# Requirement
From the first record to the last, write out each one exactly.

# Provided information
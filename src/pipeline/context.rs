//! Per-request context.
//!
//! Everything request-scoped travels in this value: the target IP, the
//! visitor identity used for dedup, and the edge-supplied geo snapshot
//! consumed by the fusion layer. Nothing request-scoped lives in process
//! globals.

use crate::sources::EdgeGeo;

/// Request-scoped inputs to the pipeline.
#[derive(Debug, Clone, Default)]
pub struct RequestContext {
    /// The IP being resolved.
    pub ip: String,
    /// The caller's IP, used for dedup and visitor stats.
    pub visitor_ip: String,
    /// The caller's User-Agent, part of the dedup key.
    pub user_agent: String,
    /// Edge-supplied geo headers, when present.
    pub edge_geo: Option<EdgeGeo>,
}

impl RequestContext {
    pub fn new(ip: &str) -> Self {
        Self {
            ip: ip.to_string(),
            ..Self::default()
        }
    }

    /// Dedup key combining visitor, target, and user agent. `None` when the
    /// request has no usable identity, which is then treated as first-seen.
    pub fn dedup_key(&self) -> Option<String> {
        if self.ip.is_empty() || self.visitor_ip.is_empty() {
            return None;
        }
        Some(format!(
            "{}|{}|{}",
            self.visitor_ip, self.ip, self.user_agent
        ))
    }

    /// Whether the edge snapshot carries a strong locality signal (city or
    /// region), which force-triggers fusion.
    pub fn has_edge_signal(&self) -> bool {
        self.edge_geo
            .as_ref()
            .map(|g| !g.city.is_empty() || !g.region.is_empty())
            .unwrap_or(false)
    }
}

# Solution for this exercise
filename src/pipeline/context.rs
//! Per-request context.
//!
//! Everything request-scoped travels in this value: the target IP, the
//! visitor identity used for dedup, and the edge-supplied geo snapshot
//! consumed by the fusion layer. Nothing request-scoped lives in process
//! globals.

use crate::sources::EdgeGeo;

/// Request-scoped inputs to the pipeline.
#[derive(Debug, Clone, Default)]
pub struct RequestContext {
    /// The IP being resolved.
    pub ip: String,
    /// The caller's IP, used for dedup and visitor stats.
    pub visitor_ip: String,
    /// The caller's User-Agent, part of the dedup key.
    pub user_agent: String,
    /// Edge-supplied geo headers, when present.
    pub edge_geo: Option<EdgeGeo>,
}

impl RequestContext {
    pub fn new(ip: &str) -> Self {
        Self {
            ip: ip.to_string(),
            ..Self::default()
        }
    }

    /// Dedup key combining visitor, target, and user agent. `None` when the
    /// request has no usable identity, which is then treated as first-seen.
    pub fn dedup_key(&self) -> Option<String> {
        if self.ip.is_empty() || self.visitor_ip.is_empty() {
            return None;
        }
        Some(format!(
            "{}|{}|{}",
            self.visitor_ip, self.ip, self.user_agent
        ))
    }

    /// Whether the edge snapshot carries a strong locality signal (city or
    /// region), which force-triggers fusion.
    pub fn has_edge_signal(&self) -> bool {
        self.edge_geo
            .as_ref()
            .map(|g| !g.city.is_empty() || !g.region.is_empty())
            .unwrap_or(false)
    }
}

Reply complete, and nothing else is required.